Work task » Every line of the records that holds the word "closes" should be copied out.

[[ Exercise input open ]]

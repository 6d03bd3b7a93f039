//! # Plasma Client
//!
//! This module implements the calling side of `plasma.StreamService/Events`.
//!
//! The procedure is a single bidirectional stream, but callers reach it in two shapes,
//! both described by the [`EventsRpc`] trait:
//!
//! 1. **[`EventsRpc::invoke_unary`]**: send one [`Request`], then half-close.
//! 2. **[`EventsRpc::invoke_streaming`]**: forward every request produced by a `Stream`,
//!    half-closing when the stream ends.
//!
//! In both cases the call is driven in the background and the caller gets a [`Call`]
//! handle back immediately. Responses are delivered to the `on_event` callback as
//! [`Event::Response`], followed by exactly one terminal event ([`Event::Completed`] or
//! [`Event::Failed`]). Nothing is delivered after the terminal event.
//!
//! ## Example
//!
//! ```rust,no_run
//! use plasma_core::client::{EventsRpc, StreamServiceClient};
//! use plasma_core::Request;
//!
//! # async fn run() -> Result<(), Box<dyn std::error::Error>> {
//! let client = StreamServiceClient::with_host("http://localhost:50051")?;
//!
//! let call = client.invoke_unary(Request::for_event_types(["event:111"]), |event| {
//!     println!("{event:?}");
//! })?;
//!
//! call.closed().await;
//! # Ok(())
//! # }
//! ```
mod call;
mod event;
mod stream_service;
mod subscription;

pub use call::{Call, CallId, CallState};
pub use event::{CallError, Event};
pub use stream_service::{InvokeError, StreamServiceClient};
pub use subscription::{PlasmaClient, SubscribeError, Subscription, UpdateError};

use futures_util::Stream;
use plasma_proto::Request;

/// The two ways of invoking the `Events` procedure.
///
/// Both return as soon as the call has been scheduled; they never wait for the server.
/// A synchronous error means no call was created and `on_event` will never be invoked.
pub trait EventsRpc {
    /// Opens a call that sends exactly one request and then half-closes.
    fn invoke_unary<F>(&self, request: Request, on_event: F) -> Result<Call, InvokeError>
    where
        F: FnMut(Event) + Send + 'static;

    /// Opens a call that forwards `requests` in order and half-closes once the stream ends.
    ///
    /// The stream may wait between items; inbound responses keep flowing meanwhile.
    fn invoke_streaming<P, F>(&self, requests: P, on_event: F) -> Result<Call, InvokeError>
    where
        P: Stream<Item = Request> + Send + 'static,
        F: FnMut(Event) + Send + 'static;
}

[[ Exercise input closed ]]

Written solution »
    /// Opens a call that sends exactly one request and then half-closes.
    /// Opens a call that forwards `requests` in order and half-closes once the stream ends.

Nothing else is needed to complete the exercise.